Thank you Kristen! I ask because I’m a stay-at-home mom who gets out NEVER and so my ideas for other content are slim, but I will think of something. Thank you!
Mommy blogs are HOT.
Really? I had no idea, haha. I’m going to have to look into that then. It seems you have solved my problem! Thanks Kristen 🙂
Lots of good thoughts. I recently joined Twitter for many of the reasons you mentioned
Yep. I often say writing a book is child’s place compared to the work of getting people to read the durn thing. At least for me!
You have me sold on social media. I’m reworking my first middle grade (maybe YA) fiction book and have lots of ideas on how to make the most of social media. My challenge (since you said you like to know our worries, etc.) is knowing when to start building the presence (I don’t have a firm title, agent, or publisher – I’m in early draft mode). I’m also at a loss on what domain name to use since my own name has used by a real estate agent who’s nothing like me and I haven’t settled on a “pen name”. I am definitely buying your book (I was putting it off, but see that it would be wise to do it now), and I hope I find the advice I need there. Keep these great blog posts coming! They keep me balanced.
NO pen name and start as early as possible. Platforms and brands take time to grow.
I’ll admit: I’m intimidated by social media and would rather run the other way than give it a go. But your clear and witty words convince me to do the opposite. Thank you for writing this post!

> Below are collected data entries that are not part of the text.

//! Card value types and display constants for the blackjack table.

use egui::Vec2;
use serde::{Deserialize, Serialize};

/// Natural size for card display in the UI
pub const CARD_NATURAL_SIZE: Vec2 = Vec2::new(140.0, 190.0);

/// Face image shown in place of any masked card.
pub const CARD_BACK_FILE: &str = "back_of_card.png";

/// Ink color of a card face (diamonds/hearts vs clubs/spades)
#[derive(Clone, Copy, Debug, Default, PartialEq, Eq, Hash, Serialize, Deserialize)]
#[serde(rename_all = "lowercase")]
pub enum CardColor {
    Red,
    #[default]
    Black,
}

/// A dealt card as the authority describes it: blackjack rank value,
/// face image file and ink color. Immutable value object; ordering within
/// a hand is deal order.
#[derive(Clone, Debug, Default, PartialEq, Serialize, Deserialize)]
#[serde(rename_all = "camelCase", default)]
pub struct Card {
    pub value: u32,
    pub file_name: String,
    pub color: CardColor,
}

impl Card {
    pub fn new(value: u32, file_name: impl Into<String>, color: CardColor) -> Self {
        Card {
            value,
            file_name: file_name.into(),
            color,
        }
    }

    /// Check if this card is printed in red (hearts or diamonds)
    pub fn is_red(&self) -> bool {
        self.color == CardColor::Red
    }

    /// Check if this card is printed in black (clubs or spades)
    pub fn is_black(&self) -> bool {
        self.color == CardColor::Black
    }
}

#[cfg(test)]
mod tests {
    use super::*;

    #[test]
    fn card_uses_camel_case_wire_names() {
        let card = Card::new(11, "ace_of_clubs.png", CardColor::Black);
        let json = serde_json::to_value(&card).unwrap();
        assert_eq!(
            json,
            serde_json::json!({
                "value": 11,
                "fileName": "ace_of_clubs.png",
                "color": "black"
            })
        );
    }

    #[test]
    fn card_without_color_decodes_with_default() {
        let card: Card =
            serde_json::from_value(serde_json::json!({"value": 10, "fileName": "king_of_hearts.png"}))
                .unwrap();
        assert_eq!(card.value, 10);
        assert_eq!(card.color, CardColor::Black);
    }
}
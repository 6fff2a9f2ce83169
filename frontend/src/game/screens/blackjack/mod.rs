pub mod screen;
pub mod table_rendering;
pub mod ui_components;

pub use screen::BlackjackTableScreen;
//! Browser client for a four-seat blackjack table.

pub mod effects;
pub mod error;
pub mod game;
pub mod requests;
pub mod store;

#[cfg(target_arch = "wasm32")]
use eframe::AppCreator;
#[cfg(target_arch = "wasm32")]
use eframe::{WebOptions, WebRunner};
#[cfg(target_arch = "wasm32")]
use egui_extras::install_image_loaders;
#[cfg(target_arch = "wasm32")]
use game::App;
use wasm_bindgen::prelude::*;
#[cfg(target_arch = "wasm32")]
use wasm_bindgen_futures::spawn_local;

use web_sys::window;
#[cfg(target_arch = "wasm32")]
use web_sys::HtmlCanvasElement;

#[wasm_bindgen]
extern "C" {
    /// JavaScript console.log binding for debug output
    #[wasm_bindgen(js_namespace = console)]
    pub fn log(s: &str);
}

/// Platform-agnostic println! alternative that works in both native and WASM targets
#[macro_export]
macro_rules! sprintln {
	($($arg:tt)*) => {{
		$crate::log(format!($($arg)*).as_str());
	}};
}

#[cfg(target_arch = "wasm32")]
pub fn start_game(
    canvas: web_sys::HtmlCanvasElement,
    init: AppCreator<'static>,
) -> Result<(), JsValue> {
    #[cfg(feature = "console_error_panic_hook")]
    console_error_panic_hook::set_once();

    // Initialize a wasm-friendly tracing subscriber so tracing::info!/warn!/error!
    // are forwarded to the browser console. tracing-wasm provides such a subscriber.
    tracing_wasm::set_as_global_default();

    let web_options = WebOptions::default();
    spawn_local(async move {
        if let Err(e) = WebRunner::new().start(canvas, web_options, init).await {
            // Avoid panicking inside wasm task; log instead
            crate::sprintln!("Failed to start eframe: {:?}", e);
        }
    });
    Ok(())
}

pub fn calculate_dpi_scale() -> f32 {
    let window = window().expect("no global window exists");
    let device_pixel_ratio = window.device_pixel_ratio() as f32;
    let screen = window.screen().expect("unable to get screen object");
    let width = screen.width().unwrap_or(1920) as f32;
    let height = screen.height().unwrap_or(1080) as f32;
    let diagonal = (width * width + height * height).sqrt();
    let base_scale = if diagonal > 3000.0 {
        1.8
    } else if diagonal > 2000.0 {
        1.4
    } else if diagonal > 1500.0 {
        1.2
    } else {
        1.0
    };
    let scale = base_scale * (device_pixel_ratio / 2.0).max(0.75).min(1.5);
    scale
}

#[cfg(target_arch = "wasm32")]
#[wasm_bindgen]
pub fn start(canvas: HtmlCanvasElement) -> Result<(), JsValue> {
    let init = Box::new(|cc: &eframe::CreationContext| {
        install_image_loaders(&cc.egui_ctx);
        let app = App::new();
        let game: Box<dyn eframe::App> = Box::new(app);
        Ok(game)
    });
    start_game(canvas, init)
}
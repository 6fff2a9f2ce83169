use std::cell::RefCell;
use std::collections::VecDeque;
use std::rc::Rc;

use blackjack_shared::ServerMsg;
use egui::Context;

use crate::error::ClientError;
use crate::game::websocket::WebSocketConnection;
use crate::store::{ClientState, ConnectionStatus};

/// Bridges WebSocket callbacks and the egui frame loop.
///
/// The callbacks run outside any frame, so they only push into shared
/// queues and request a repaint; [`dispatch_queued_messages`] drains the
/// queues into the state store once per frame.
///
/// [`dispatch_queued_messages`]: ConnectionManager::dispatch_queued_messages
#[derive(Default)]
pub struct ConnectionManager {
    message_queue: Option<Rc<RefCell<VecDeque<ServerMsg>>>>,
    error_queue: Option<Rc<RefCell<VecDeque<String>>>>,
    opened: Option<Rc<RefCell<bool>>>,
}

impl ConnectionManager {
    pub fn new() -> Self {
        Self::default()
    }

    pub fn connect(
        &mut self,
        conn: &mut WebSocketConnection,
        app_state: &mut ClientState,
        ctx: &Context,
    ) {
        let server_address = app_state.settings.server_address.clone();
        app_state.connection.connection_status = ConnectionStatus::Connecting;
        app_state.ui.last_error = None;
        app_state.ui.last_info = Some(format!("Connecting to {}...", server_address));

        let message_queue = Rc::new(RefCell::new(VecDeque::<ServerMsg>::new()));
        let error_queue = Rc::new(RefCell::new(VecDeque::<String>::new()));
        let opened = Rc::new(RefCell::new(false));

        // Clone queues and context for each closure
        let opened_for_open = opened.clone();
        let msg_queue_for_msg = message_queue.clone();
        let error_queue_for_error = error_queue.clone();
        let error_queue_for_close = error_queue.clone();
        let ctx_for_open = ctx.clone();
        let ctx_for_msg = ctx.clone();
        let ctx_for_error = ctx.clone();
        let ctx_for_close = ctx.clone();

        conn.connect(
            &server_address,
            move || {
                if let Ok(mut flag) = opened_for_open.try_borrow_mut() {
                    *flag = true;
                    ctx_for_open.request_repaint();
                }
            },
            move |msg: ServerMsg| {
                if let Ok(mut queue) = msg_queue_for_msg.try_borrow_mut() {
                    queue.push_back(msg);
                    ctx_for_msg.request_repaint();
                }
            },
            move |error: String| {
                if let Ok(mut queue) = error_queue_for_error.try_borrow_mut() {
                    queue.push_back(error);
                    ctx_for_error.request_repaint();
                }
            },
            move |reason: String| {
                if let Ok(mut queue) = error_queue_for_close.try_borrow_mut() {
                    queue.push_back(reason);
                    ctx_for_close.request_repaint();
                }
            },
        );

        // Store the queues for processing in the update loop
        self.message_queue = Some(message_queue);
        self.error_queue = Some(error_queue);
        self.opened = Some(opened);
    }

    pub fn disconnect(&mut self, conn: &mut WebSocketConnection, app_state: &mut ClientState) {
        conn.close();
        self.message_queue = None;
        self.error_queue = None;
        self.opened = None;
        app_state.connection.connection_status = ConnectionStatus::Disconnected;
        app_state.ui.last_info = Some("Disconnected.".to_string());
    }

    /// Drain queued events from WebSocket callbacks into the state store.
    pub fn dispatch_queued_messages(&mut self, app_state: &mut ClientState) {
        if let Some(flag) = &self.opened {
            if let Ok(mut flag) = flag.try_borrow_mut() {
                if *flag {
                    *flag = false;
                    app_state.connection.connection_status = ConnectionStatus::Connected;
                    app_state.ui.last_info = Some(format!(
                        "Connected to {}.",
                        app_state.settings.server_address
                    ));
                }
            }
        }

        if let Some(queue) = &self.message_queue {
            if let Ok(mut q) = queue.try_borrow_mut() {
                while let Some(msg) = q.pop_front() {
                    app_state.queue_server_msg(msg);
                }
            }
        }
        app_state.dispatch_pending_messages();

        if let Some(queue) = &self.error_queue {
            if let Ok(mut q) = queue.try_borrow_mut() {
                while let Some(error) = q.pop_front() {
                    app_state.ui.last_error = Some(ClientError::Transport(error).to_string());
                    app_state.connection.connection_status = ConnectionStatus::Disconnected;
                }
            }
        }
    }
}
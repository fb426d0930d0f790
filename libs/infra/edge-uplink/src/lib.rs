// [libs/infra/edge-uplink/src/lib.rs]
//! Cliente HTTP soberano del runtime de borde (C10) hacia el plano de
//! control (C7-cloud). Cada método envuelve exactamente un endpoint de
//! spec §6, bajo el header `Authorization: Bearer` más `X-Edge-Device-ID`.

pub mod client;
pub mod errors;
pub mod wire;

pub use client::EdgeUplinkClient;
pub use errors::UplinkError;
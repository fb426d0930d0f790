// [libs/infra/db/src/schema.rs]
/*!
 * =================================================================
 * APARATO: ESQUEMA SOBERANO DEL PLANO DE CONTROL (V1.0)
 * CLASIFICACIÓN: INFRASTRUCTURE LAYER (ESTRATO L3)
 * RESPONSABILIDAD: GOBERNANZA ESTRUCTURAL E IDEMPOTENCIA TOTAL
 *
 * Todas las marcas de tiempo se persisten en un par de columnas: un
 * `INTEGER` de segundos-epoch (para aritmética de rango y bucketing en
 * Rust, ya que SQLite/libSQL carece de `date_trunc`) y un `TEXT` RFC3339
 * (para lectura humana y round-trip exacto vía `chrono`).
 * =================================================================
 */

use anyhow::{Context, Result};
use libsql::Connection;
use tracing::{debug, info, instrument};

const TACTICAL_TABLES: &[(&str, &str)] = &[
    ("TABLE_EDGE_DEVICES", r#"
        CREATE TABLE IF NOT EXISTS edge_devices (
            id INTEGER PRIMARY KEY AUTOINCREMENT,
            tenant_id INTEGER NOT NULL,
            site_id INTEGER,
            device_name TEXT NOT NULL,
            device_token_hash TEXT NOT NULL UNIQUE,
            public_key_b64 TEXT NOT NULL,
            key_version INTEGER NOT NULL DEFAULT 1,
            status TEXT NOT NULL DEFAULT 'PENDING',
            last_seen_at TEXT,
            created_at TEXT NOT NULL DEFAULT (strftime('%Y-%m-%dT%H:%M:%fZ', 'now'))
        );
    "#),
    ("TABLE_HOSTING_MINERS", r#"
        CREATE TABLE IF NOT EXISTS hosting_miners (
            id INTEGER PRIMARY KEY AUTOINCREMENT,
            site_id INTEGER NOT NULL,
            ip_address TEXT NOT NULL,
            ip_encryption_mode TEXT NOT NULL DEFAULT 'MASK',
            capability_level TEXT NOT NULL DEFAULT 'DISCOVERY',
            bound_device_id INTEGER
        );
    "#),
    ("TABLE_MINER_SECRETS", r#"
        CREATE TABLE IF NOT EXISTS miner_secrets (
            miner_id INTEGER NOT NULL,
            device_id INTEGER NOT NULL,
            encrypted_payload TEXT NOT NULL,
            wrapped_dek TEXT NOT NULL,
            nonce TEXT NOT NULL,
            aad_json TEXT NOT NULL,
            counter INTEGER NOT NULL,
            schema_version INTEGER NOT NULL DEFAULT 1,
            key_version INTEGER NOT NULL,
            created_at TEXT NOT NULL DEFAULT (strftime('%Y-%m-%dT%H:%M:%fZ', 'now')),
            updated_at TEXT NOT NULL DEFAULT (strftime('%Y-%m-%dT%H:%M:%fZ', 'now')),
            PRIMARY KEY (miner_id, device_id)
        );
    "#),
    ("TABLE_IP_SCAN_JOBS", r#"
        CREATE TABLE IF NOT EXISTS ip_scan_jobs (
            id TEXT PRIMARY KEY,
            site_id INTEGER NOT NULL,
            device_id INTEGER,
            ip_range_start TEXT NOT NULL,
            ip_range_end TEXT NOT NULL,
            total_ips INTEGER NOT NULL DEFAULT 0,
            scanned_ips INTEGER NOT NULL DEFAULT 0,
            discovered_miners INTEGER NOT NULL DEFAULT 0,
            status TEXT NOT NULL DEFAULT 'PENDING',
            started_at TEXT NOT NULL DEFAULT (strftime('%Y-%m-%dT%H:%M:%fZ', 'now')),
            completed_at TEXT,
            error TEXT
        );
    "#),
    ("TABLE_DISCOVERED_MINERS", r#"
        CREATE TABLE IF NOT EXISTS discovered_miners (
            scan_job_id TEXT NOT NULL,
            ip_address TEXT NOT NULL,
            detected_model TEXT NOT NULL DEFAULT 'Unknown',
            detected_type TEXT NOT NULL DEFAULT 'UNKNOWN',
            is_imported INTEGER NOT NULL DEFAULT 0,
            imported_miner_id INTEGER,
            discovered_at TEXT NOT NULL DEFAULT (strftime('%Y-%m-%dT%H:%M:%fZ', 'now')),
            PRIMARY KEY (scan_job_id, ip_address)
        );
    "#),
    ("TABLE_RAW_24H", r#"
        CREATE TABLE IF NOT EXISTS raw_24h (
            ts_epoch INTEGER NOT NULL,
            ts_text TEXT NOT NULL,
            site_id INTEGER NOT NULL,
            miner_id INTEGER NOT NULL,
            status TEXT NOT NULL,
            hashrate_ths REAL NOT NULL DEFAULT 0,
            temperature_c REAL NOT NULL DEFAULT 0,
            power_w REAL NOT NULL DEFAULT 0,
            fan_rpm INTEGER NOT NULL DEFAULT 0,
            reject_rate REAL NOT NULL DEFAULT 0,
            pool_url TEXT NOT NULL DEFAULT ''
        );
    "#),
    ("TABLE_LIVE", r#"
        CREATE TABLE IF NOT EXISTS live (
            miner_id INTEGER PRIMARY KEY,
            site_id INTEGER NOT NULL,
            last_seen_epoch INTEGER NOT NULL,
            last_seen_text TEXT NOT NULL,
            status TEXT NOT NULL,
            hashrate_ths REAL NOT NULL DEFAULT 0,
            temperature_c REAL NOT NULL DEFAULT 0,
            power_w REAL NOT NULL DEFAULT 0,
            fan_rpm INTEGER NOT NULL DEFAULT 0,
            reject_rate REAL NOT NULL DEFAULT 0,
            pool_url TEXT NOT NULL DEFAULT '',
            worker_name TEXT NOT NULL DEFAULT ''
        );
    "#),
    ("TABLE_HISTORY_5MIN", r#"
        CREATE TABLE IF NOT EXISTS history_5min (
            bucket_epoch INTEGER NOT NULL,
            site_id INTEGER NOT NULL,
            miner_id INTEGER NOT NULL,
            avg_hashrate_ths REAL NOT NULL,
            max_hashrate_ths REAL NOT NULL,
            min_hashrate_ths REAL NOT NULL,
            avg_temperature_c REAL NOT NULL,
            max_temperature_c REAL NOT NULL,
            avg_power_w REAL NOT NULL,
            avg_fan_rpm REAL NOT NULL,
            online_ratio REAL NOT NULL,
            samples INTEGER NOT NULL,
            UNIQUE(bucket_epoch, site_id, miner_id)
        );
    "#),
    ("TABLE_DAILY", r#"
        CREATE TABLE IF NOT EXISTS daily (
            day_epoch INTEGER NOT NULL,
            site_id INTEGER NOT NULL,
            miner_id INTEGER NOT NULL,
            avg_hashrate_ths REAL NOT NULL,
            max_hashrate_ths REAL NOT NULL,
            min_hashrate_ths REAL NOT NULL,
            avg_temperature_c REAL NOT NULL,
            max_temperature_c REAL NOT NULL,
            avg_power_w REAL NOT NULL,
            online_ratio REAL NOT NULL,
            samples INTEGER NOT NULL,
            UNIQUE(day_epoch, site_id, miner_id)
        );
    "#),
    ("TABLE_DEVICE_AUDIT_EVENTS", r#"
        CREATE TABLE IF NOT EXISTS device_audit_events (
            id INTEGER PRIMARY KEY AUTOINCREMENT,
            event_type TEXT NOT NULL,
            tenant_id INTEGER NOT NULL,
            device_id INTEGER,
            miner_id INTEGER,
            actor_id TEXT,
            actor_type TEXT NOT NULL DEFAULT 'system',
            source_ip TEXT,
            user_agent TEXT,
            event_data_json TEXT NOT NULL DEFAULT '{}',
            result TEXT NOT NULL,
            error_message TEXT,
            created_at TEXT NOT NULL DEFAULT (strftime('%Y-%m-%dT%H:%M:%fZ', 'now'))
        );
    "#),
    ("TABLE_COMMANDS", r#"
        CREATE TABLE IF NOT EXISTS commands (
            command_id TEXT PRIMARY KEY,
            tenant_id INTEGER NOT NULL,
            site_id INTEGER NOT NULL,
            device_id INTEGER NOT NULL,
            command_type TEXT NOT NULL,
            payload_json TEXT NOT NULL DEFAULT '{}',
            target_ids_json TEXT NOT NULL DEFAULT '[]',
            status TEXT NOT NULL DEFAULT 'QUEUED',
            results_json TEXT NOT NULL DEFAULT '[]',
            created_at TEXT NOT NULL DEFAULT (strftime('%Y-%m-%dT%H:%M:%fZ', 'now')),
            pulled_at TEXT,
            completed_at TEXT
        );
    "#),
];

const ACCELERATION_INDEXES: &[(&str, &str)] = &[
    ("IDX_MINER_SECRETS_DEVICE", "CREATE INDEX IF NOT EXISTS idx_miner_secrets_device ON miner_secrets(device_id, counter);"),
    ("IDX_RAW_24H_MINER_TS", "CREATE INDEX IF NOT EXISTS idx_raw_24h_miner_ts ON raw_24h(miner_id, ts_epoch);"),
    ("IDX_RAW_24H_TS", "CREATE INDEX IF NOT EXISTS idx_raw_24h_ts ON raw_24h(ts_epoch);"),
    ("IDX_HISTORY_5MIN_SITE", "CREATE INDEX IF NOT EXISTS idx_history_5min_site ON history_5min(site_id, bucket_epoch);"),
    ("IDX_DAILY_SITE", "CREATE INDEX IF NOT EXISTS idx_daily_site ON daily(site_id, day_epoch);"),
    ("IDX_AUDIT_TENANT", "CREATE INDEX IF NOT EXISTS idx_audit_tenant ON device_audit_events(tenant_id, created_at);"),
    ("IDX_COMMANDS_SITE_DEVICE", "CREATE INDEX IF NOT EXISTS idx_commands_site_device ON commands(site_id, device_id, status);"),
    ("IDX_DISCOVERED_SCAN", "CREATE INDEX IF NOT EXISTS idx_discovered_scan ON discovered_miners(scan_job_id);"),
    ("IDX_SCAN_JOBS_CLAIM", "CREATE INDEX IF NOT EXISTS idx_scan_jobs_claim ON ip_scan_jobs(site_id, device_id, status);"),
];

/// Sincroniza el esquema completo. Idempotente: seguro de invocar en
/// cada arranque del proceso.
#[instrument(skip(database_connection))]
pub async fn apply_full_schema(database_connection: &Connection) -> Result<()> {
    info!("🏗️ [SCHEMA]: Synchronizing fleet control-plane schema...");

    for (identifier, sql) in TACTICAL_TABLES {
        debug!("  ↳ solidifying {}", identifier);
        database_connection
            .execute(sql, ())
            .await
            .with_context(|| format!("table creation failed: {identifier}"))?;
    }

    for (identifier, sql) in ACCELERATION_INDEXES {
        debug!("  ↳ indexing {}", identifier);
        database_connection
            .execute(sql, ())
            .await
            .with_context(|| format!("index creation failed: {identifier}"))?;
    }

    info!("✅ [SCHEMA]: Fleet control-plane schema level and certified.");
    Ok(())
}
// [libs/domain/adapters/src/simulated_adapter.rs]
/*!
 * =================================================================
 * APARATO: ADAPTADOR SIMULADO (V1.0)
 * CLASIFICACIÓN: DOMAIN LAYER (ESTRATO L2)
 * RESPONSABILIDAD: BACKEND DE PRUEBAS SIN HARDWARE REAL
 *
 * Siempre termina (salvo `failure_rate` > 0), mantiene estado mutable
 * en memoria y nunca abre sockets. Usado por demos, tests de
 * integración y sitios sin miners físicos accesibles.
 * =================================================================
 */

use std::collections::HashMap;
use std::time::Duration;

use rand::Rng;
use serde_json::{json, Value};
use tokio::sync::Mutex;

use crate::base::{AdapterResult, MinerAdapter};

#[derive(Debug, Clone)]
struct SimulatedState {
    power_mode: String,
    frequency_mhz: u32,
    fan_mode: String,
    fan_speed_pct: u8,
    led_state: String,
    pool_url: String,
    worker_name: String,
    hashrate_ths: f64,
    temperature_c: f64,
    uptime_hours: f64,
}

impl Default for SimulatedState {
    fn default() -> Self {
        let mut rng = rand::thread_rng();
        Self {
            power_mode: "normal".into(),
            frequency_mhz: 600,
            fan_mode: "auto".into(),
            fan_speed_pct: 75,
            led_state: "off".into(),
            pool_url: "stratum+tcp://btc.f2pool.com:3333".into(),
            worker_name: "test.worker1".into(),
            hashrate_ths: rng.gen_range(200.0..240.0),
            temperature_c: rng.gen_range(65.0..80.0),
            uptime_hours: rng.gen_range(100.0..1000.0),
        }
    }
}

pub struct SimulatedAdapter {
    ip_address: String,
    failure_rate: f64,
    delay_range: (u64, u64),
    state: Mutex<SimulatedState>,
}

impl SimulatedAdapter {
    pub fn new(ip_address: impl Into<String>) -> Self {
        Self::with_failure_rate(ip_address, 0.0)
    }

    pub fn with_failure_rate(ip_address: impl Into<String>, failure_rate: f64) -> Self {
        Self {
            ip_address: ip_address.into(),
            failure_rate,
            delay_range: (100, 500),
            state: Mutex::new(SimulatedState::default()),
        }
    }

    async fn simulate_delay(&self) {
        let millis = rand::thread_rng().gen_range(self.delay_range.0..=self.delay_range.1);
        tokio::time::sleep(Duration::from_millis(millis)).await;
    }

    fn maybe_fail(&self) -> Option<AdapterResult> {
        if rand::thread_rng().gen_bool(self.failure_rate.clamp(0.0, 1.0)) {
            return Some(AdapterResult::fail("Simulated random failure"));
        }
        None
    }

    fn base_metrics(&self, state: &SimulatedState) -> HashMap<String, Value> {
        let mut metrics = HashMap::new();
        metrics.insert("hashrate_before_ths".into(), json!(state.hashrate_ths));
        metrics.insert("temperature_before_c".into(), json!(state.temperature_c));
        metrics.insert("simulated".into(), json!(true));
        metrics.insert("ip_address".into(), json!(self.ip_address));
        metrics
    }
}

#[async_trait::async_trait]
impl MinerAdapter for SimulatedAdapter {
    async fn reboot(&self, mode: &str) -> AdapterResult {
        self.simulate_delay().await;
        if let Some(failure) = self.maybe_fail() {
            return failure;
        }

        let mut state = self.state.lock().await;
        let mut metrics = self.base_metrics(&state);
        state.uptime_hours = 0.0;
        state.hashrate_ths = rand::thread_rng().gen_range(200.0..240.0);
        metrics.insert("reboot_mode".into(), json!(mode));

        AdapterResult::ok_with_metrics(format!("Simulated {mode} reboot successful"), metrics)
    }

    async fn set_power_mode(&self, mode: &str) -> AdapterResult {
        self.simulate_delay().await;
        if let Some(failure) = self.maybe_fail() {
            return failure;
        }

        let (freq, hashrate_range) = match mode {
            "high" => (700, (230.0, 250.0)),
            "eco" => (500, (170.0, 200.0)),
            _ => (600, (200.0, 230.0)),
        };

        let mut state = self.state.lock().await;
        state.power_mode = mode.to_string();
        state.frequency_mhz = freq;
        state.hashrate_ths = rand::thread_rng().gen_range(hashrate_range.0..hashrate_range.1);

        let mut metrics = self.base_metrics(&state);
        metrics.insert("power_mode".into(), json!(mode));
        metrics.insert("frequency_mhz".into(), json!(freq));
        metrics.insert("hashrate_after_ths".into(), json!(state.hashrate_ths));

        AdapterResult::ok_with_metrics(format!("Power mode changed to {mode}"), metrics)
    }

    async fn change_pool(&self, pool_url: &str, worker_name: &str, _password: &str) -> AdapterResult {
        self.simulate_delay().await;
        if let Some(failure) = self.maybe_fail() {
            return failure;
        }

        let mut state = self.state.lock().await;
        let old_pool = state.pool_url.clone();
        state.pool_url = pool_url.to_string();
        state.worker_name = worker_name.to_string();

        let mut metrics = self.base_metrics(&state);
        metrics.insert("pool_url".into(), json!(pool_url));
        metrics.insert("worker_name".into(), json!(worker_name));
        metrics.insert("old_pool".into(), json!(old_pool));

        AdapterResult::ok_with_metrics(format!("Pool changed to {pool_url}"), metrics)
    }

    async fn set_frequency(&self, frequency_mhz: Option<u32>, profile: Option<&str>) -> AdapterResult {
        self.simulate_delay().await;
        if let Some(failure) = self.maybe_fail() {
            return failure;
        }

        let frequency_mhz = match (frequency_mhz, profile) {
            (_, Some("overclock")) => 700,
            (_, Some("underclock")) => 500,
            (_, Some(_)) => 600,
            (Some(freq), None) => freq,
            (None, None) => return AdapterResult::fail("Frequency or profile required"),
        };

        let mut state = self.state.lock().await;
        let old_freq = state.frequency_mhz;
        state.frequency_mhz = frequency_mhz;
        let hashrate_factor = frequency_mhz as f64 / 600.0;
        state.hashrate_ths = 220.0 * hashrate_factor * rand::thread_rng().gen_range(0.95..1.05);

        let mut metrics = self.base_metrics(&state);
        metrics.insert("frequency_mhz".into(), json!(frequency_mhz));
        metrics.insert("old_frequency_mhz".into(), json!(old_freq));
        metrics.insert("hashrate_after_ths".into(), json!(state.hashrate_ths));

        AdapterResult::ok_with_metrics(format!("Frequency set to {frequency_mhz} MHz"), metrics)
    }

    async fn set_thermal_policy(
        &self,
        fan_mode: &str,
        fan_speed_pct: Option<u8>,
        _temp_warning_c: Option<u32>,
        _temp_critical_c: Option<u32>,
    ) -> AdapterResult {
        self.simulate_delay().await;
        if let Some(failure) = self.maybe_fail() {
            return failure;
        }

        let mut state = self.state.lock().await;
        state.fan_mode = fan_mode.to_string();

        if let Some(speed) = fan_speed_pct {
            state.fan_speed_pct = speed;
            if speed > 80 {
                state.temperature_c = rand::thread_rng().gen_range(60.0..70.0);
            } else if speed < 50 {
                state.temperature_c = rand::thread_rng().gen_range(75.0..85.0);
            }
        }

        let mut metrics = self.base_metrics(&state);
        metrics.insert("fan_mode".into(), json!(fan_mode));
        metrics.insert("fan_speed_pct".into(), json!(state.fan_speed_pct));
        metrics.insert("temperature_after_c".into(), json!(state.temperature_c));

        AdapterResult::ok_with_metrics(format!("Thermal policy updated ({fan_mode})"), metrics)
    }

    async fn set_led(&self, state_name: &str) -> AdapterResult {
        self.simulate_delay().await;
        if let Some(failure) = self.maybe_fail() {
            return failure;
        }

        let mut state = self.state.lock().await;
        state.led_state = state_name.to_string();

        let mut metrics = self.base_metrics(&state);
        metrics.insert("led_state".into(), json!(state_name));

        AdapterResult::ok_with_metrics(format!("LED turned {state_name}"), metrics)
    }

    async fn get_status(&self) -> Value {
        let state = self.state.lock().await;
        json!({
            "ip_address": self.ip_address,
            "online": true,
            "simulated": true,
            "power_mode": state.power_mode,
            "frequency_mhz": state.frequency_mhz,
            "fan_mode": state.fan_mode,
            "fan_speed_pct": state.fan_speed_pct,
            "led_state": state.led_state,
            "pool_url": state.pool_url,
            "worker_name": state.worker_name,
            "hashrate_ths": state.hashrate_ths,
            "temperature_c": state.temperature_c,
            "uptime_hours": state.uptime_hours,
        })
    }
}

#[cfg(test)]
mod tests {
    use super::*;

    #[tokio::test]
    async fn reboot_resets_uptime() {
        let adapter = SimulatedAdapter::new("10.0.0.5");
        let result = adapter.reboot("soft").await;
        assert!(result.success);
        let status = adapter.get_status().await;
        assert_eq!(status["uptime_hours"], json!(0.0));
    }

    #[tokio::test]
    async fn always_fails_when_failure_rate_is_one() {
        let adapter = SimulatedAdapter::with_failure_rate("10.0.0.6", 1.0);
        let result = adapter.set_led("on").await;
        assert!(!result.success);
    }

    #[tokio::test]
    async fn execute_dispatches_unknown_command_without_network() {
        let adapter = SimulatedAdapter::new("10.0.0.7");
        let result = adapter.execute("NOT_A_COMMAND", &json!({})).await;
        assert!(!result.success);
        assert_eq!(result.message, "Unknown command type: NOT_A_COMMAND");
    }
}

First of all, thank you for carefully reading all of your readers’ comments. I am one of the many authors who never “clicked” with social media and your posts about how Twitter works have helped me understand the bewildering concept of the “hashtag.” I deleted my first Twitter account as soon as someone started “following” me. Super creepy. My problem is, even if I am starting to understand these new communication forms, I _despise_ Facebook. Can I blog and tweet and have a decent social media brand without Facebook, and, are there any other particular ones that are useful? The younger members of the household use Snapchat and Instagram – also bewildering – and it seems to both create reams of drama and suck up a lot of their time. I would like to use the social media platforms that are 1) rock-bottom essential and 2) potentially enjoyable. Not asking for reviews, just your expert recommendations. Thanks for your terrific blog.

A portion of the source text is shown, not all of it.